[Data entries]
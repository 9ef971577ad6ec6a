//! Exit codes for the kn-core CLI.
//!
//! Exit codes communicate operation outcome without requiring output
//! parsing, and mirror the error-code decades:
//! - 0: success
//! - 10-19: configuration errors (recoverable by fixing inputs)
//! - 20-29: numerical errors (report as a bug)
//! - 30-39: search errors (widen the candidate grid)
//! - 40-49: I/O errors

use kn_common::{Error, ErrorCategory};

/// Stable exit codes for kn-core operations.
#[derive(Debug, Clone, Copy, PartialEq, Eq)]
#[repr(i32)]
pub enum ExitCode {
    /// Success.
    Ok = 0,
    /// Invalid system configuration or arguments.
    ConfigError = 10,
    /// Stationary solve failed numerically.
    NumericalError = 20,
    /// Optimizer search space was empty.
    SearchError = 30,
    /// I/O or serialization failure.
    IoError = 40,
}

impl From<&Error> for ExitCode {
    fn from(err: &Error) -> Self {
        match err.category() {
            ErrorCategory::Config => ExitCode::ConfigError,
            ErrorCategory::Numerical => ExitCode::NumericalError,
            ErrorCategory::Search => ExitCode::SearchError,
            ErrorCategory::Io => ExitCode::IoError,
        }
    }
}

impl From<ExitCode> for i32 {
    fn from(code: ExitCode) -> Self {
        code as i32
    }
}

§ About this task: Copy out, from the data above, every line holding the word "IoError".

§ Response to this exercise:
    IoError = 40,
            ErrorCategory::Io => ExitCode::IoError,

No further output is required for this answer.